FIG. 4.

(A) Illustration of the SPA for RdRp. An SPA (Amersham Life Science) was established for the HCV NS5B RdRp with an RNA homopolymer [poly(C)] as the template complexed with a biotinylated primer [oligo(G)₁₂]. The assay specifically measures the incorporation of tritium-labeled [³H]GMP into the biotinylated RNA products of NS5B which can be captured by the streptavidin-coated SPA beads. The assay conditions were similar to those of a previously described protocol with modifications (4). The assay was carried out at room temperature (≈22°C) for 3 h in a final reaction volume of 50 μl and stopped by adding 50 μl of 100 mM EDTA in phosphate-buffered saline.
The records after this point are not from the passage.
//! The container that owns the sorted sequence and its three iterators.

use std::cell::RefCell;
use std::fmt;
use std::rc::Rc;

use crate::error::Result;
use crate::iterator::{AscendingIterator, PrimeIterator, SharedSequence, SideCrossIterator};
use crate::sequence::{Generation, SortedSequence};

/// Generates the accessors for the iterator instances embedded in
/// [`Container`].
macro_rules! embedded_iterators {
    ($($field:ident: $iterator:ident),+ $(,)?) => {
        paste::paste! {
            impl Container {
                $(
                    #[doc = "Returns the `" $iterator "` embedded in this container."]
                    ///
                    /// The same instance is returned on every call. After `add` or a
                    /// successful `remove` it is stale: call `begin()` or `end()`
                    /// before dereferencing or advancing it again.
                    #[inline]
                    pub fn [<$field _iterator>](&mut self) -> &mut $iterator {
                        &mut self.$field
                    }
                )+
            }
        }
    };
}

/// A sorted integer container with three built-in traversal orders.
///
/// The container owns one long-lived instance of each iterator kind. Those
/// instances (and any clones of them) are invalidated by every successful
/// mutation; using one afterwards without `begin()`/`end()` fails with
/// [`Error::StaleIterator`](crate::Error::StaleIterator).
///
/// A container is a unique owner and is deliberately not `Clone`. It is not
/// `Send` or `Sync` either; it is meant for single-threaded, sequential use.
///
/// # Examples
///
/// ```rust
/// use triverse::{Container, Error, Traversal};
///
/// let mut container = Container::new();
/// for value in [7, 2, 9, 2] {
///     container.add(value);
/// }
/// assert_eq!(container.elements(), vec![2, 2, 7, 9]);
///
/// container.remove(2).unwrap();
/// assert_eq!(container.elements(), vec![2, 7, 9]);
/// assert_eq!(container.remove(5), Err(Error::NotFound { value: 5 }));
///
/// let iterator = container.side_cross_iterator();
/// iterator.begin();
/// assert_eq!(iterator.dereference(), Ok(2));
/// iterator.advance().unwrap();
/// assert_eq!(iterator.dereference(), Ok(9));
/// ```
pub struct Container {
    sequence: SharedSequence,
    ascending: AscendingIterator,
    side_cross: SideCrossIterator,
    prime: PrimeIterator,
}

impl Container {
    /// Creates an empty container.
    #[must_use]
    pub fn new() -> Self {
        Self::from_sequence(SortedSequence::new())
    }

    fn from_sequence(sequence: SortedSequence) -> Self {
        let sequence = Rc::new(RefCell::new(sequence));
        Self {
            ascending: AscendingIterator::new(&sequence),
            side_cross: SideCrossIterator::new(&sequence),
            prime: PrimeIterator::new(&sequence),
            sequence,
        }
    }

    /// Inserts `value` in sorted position.
    ///
    /// Always succeeds. Every iterator bound to this container becomes stale.
    pub fn add(&mut self, value: i32) {
        let mut sequence = self.sequence.borrow_mut();
        sequence.insert(value);
        tracing::debug!(
            value,
            len = sequence.len(),
            generation = %sequence.generation(),
            "element added"
        );
    }

    /// Removes one occurrence of `value`.
    ///
    /// On success every iterator bound to this container becomes stale.
    ///
    /// # Errors
    ///
    /// Returns [`Error::NotFound`](crate::Error::NotFound) if `value` is not
    /// present. Nothing changes in that case and iterators stay valid.
    pub fn remove(&mut self, value: i32) -> Result<()> {
        let mut sequence = self.sequence.borrow_mut();
        match sequence.remove(value) {
            Ok(()) => {
                tracing::debug!(
                    value,
                    len = sequence.len(),
                    generation = %sequence.generation(),
                    "element removed"
                );
                Ok(())
            }
            Err(error) => {
                tracing::debug!(value, "remove target not found");
                Err(error)
            }
        }
    }

    /// Returns the number of elements.
    #[must_use]
    pub fn len(&self) -> usize {
        self.sequence.borrow().len()
    }

    /// Returns `true` if the container holds no elements.
    #[must_use]
    pub fn is_empty(&self) -> bool {
        self.sequence.borrow().is_empty()
    }

    /// Returns `true` if at least one element equals `value`.
    #[must_use]
    pub fn contains(&self, value: i32) -> bool {
        self.sequence.borrow().contains(value)
    }

    /// Returns a snapshot of the elements in ascending order.
    #[must_use]
    pub fn elements(&self) -> Vec<i32> {
        self.sequence.borrow().snapshot()
    }

    /// Returns the current generation; it changes on every successful
    /// mutation.
    #[must_use]
    pub fn generation(&self) -> Generation {
        self.sequence.borrow().generation()
    }
}

embedded_iterators! {
    ascending: AscendingIterator,
    side_cross: SideCrossIterator,
    prime: PrimeIterator,
}

impl Default for Container {
    fn default() -> Self {
        Self::new()
    }
}

impl FromIterator<i32> for Container {
    fn from_iter<I: IntoIterator<Item = i32>>(iter: I) -> Self {
        Self::from_sequence(iter.into_iter().collect())
    }
}

impl Extend<i32> for Container {
    fn extend<I: IntoIterator<Item = i32>>(&mut self, iter: I) {
        for value in iter {
            self.add(value);
        }
    }
}

impl fmt::Debug for Container {
    fn fmt(&self, formatter: &mut fmt::Formatter<'_>) -> fmt::Result {
        formatter
            .debug_struct("Container")
            .field("sequence", &*self.sequence.borrow())
            .finish_non_exhaustive()
    }
}

static_assertions::assert_not_impl_any!(Container: Clone, Send, Sync);

// =============================================================================
// Serde Support
// =============================================================================

#[cfg(feature = "serde")]
impl serde::Serialize for Container {
    fn serialize<S>(&self, serializer: S) -> std::result::Result<S::Ok, S::Error>
    where
        S: serde::Serializer,
    {
        serde::Serialize::serialize(&*self.sequence.borrow(), serializer)
    }
}

#[cfg(feature = "serde")]
impl<'de> serde::Deserialize<'de> for Container {
    fn deserialize<D>(deserializer: D) -> std::result::Result<Self, D::Error>
    where
        D: serde::Deserializer<'de>,
    {
        <SortedSequence as serde::Deserialize>::deserialize(deserializer).map(Self::from_sequence)
    }
}

#[cfg(test)]
mod tests {
    use super::*;
    use crate::error::Error;
    use crate::iterator::Traversal;
    use rstest::rstest;

    #[rstest]
    fn test_new_container_iterators_start_exhausted() {
        let mut container = Container::new();
        assert!(container.ascending_iterator().is_exhausted());
        assert!(container.side_cross_iterator().is_exhausted());
        assert!(container.prime_iterator().is_exhausted());
    }

    #[rstest]
    fn test_from_iter_iterators_are_fresh() {
        let mut container: Container = [3, 1, 2].into_iter().collect();
        assert_eq!(container.ascending_iterator().dereference(), Ok(1));
        assert_eq!(container.side_cross_iterator().dereference(), Ok(1));
        assert_eq!(container.prime_iterator().dereference(), Ok(2));
    }

    #[rstest]
    fn test_add_invalidates_all_embedded_iterators() {
        let mut container: Container = [1].into_iter().collect();
        container.add(2);
        assert!(container.ascending_iterator().is_stale());
        assert!(container.side_cross_iterator().is_stale());
        assert!(container.prime_iterator().is_stale());
    }

    #[rstest]
    fn test_failed_remove_keeps_iterators_valid() {
        let mut container: Container = [1, 2].into_iter().collect();
        assert_eq!(container.remove(7), Err(Error::NotFound { value: 7 }));
        assert!(!container.ascending_iterator().is_stale());
        assert_eq!(container.ascending_iterator().dereference(), Ok(1));
    }

    #[rstest]
    fn test_extend_counts_as_mutation() {
        let mut container = Container::new();
        let before = container.generation();
        container.extend([5, 4]);
        assert_eq!(container.elements(), vec![4, 5]);
        assert!(container.generation() > before);
    }

    #[rstest]
    fn test_debug_shows_elements() {
        let container: Container = [2, 1].into_iter().collect();
        let rendered = format!("{container:?}");
        assert!(rendered.starts_with("Container"));
        assert!(rendered.contains("[1, 2]"));
    }
}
Unless specified, 50 nM RdRp enzymes were used in the assay containing 250 ng of poly(C)–25 ng of oligo(G)₁₂ and 5 μM or 0.05 μCi of GTP. (B) Comparisons of RdRp activities from different soluble and truncated NS5B proteins. The activity of NS5BΔCT21-His from HCV-1b (BK) is normalized to 100%, which represents a total incorporation of approximately 6,500 cpm. The specific activity is calculated at approximately 870 cpm/pmol of RdRp/h.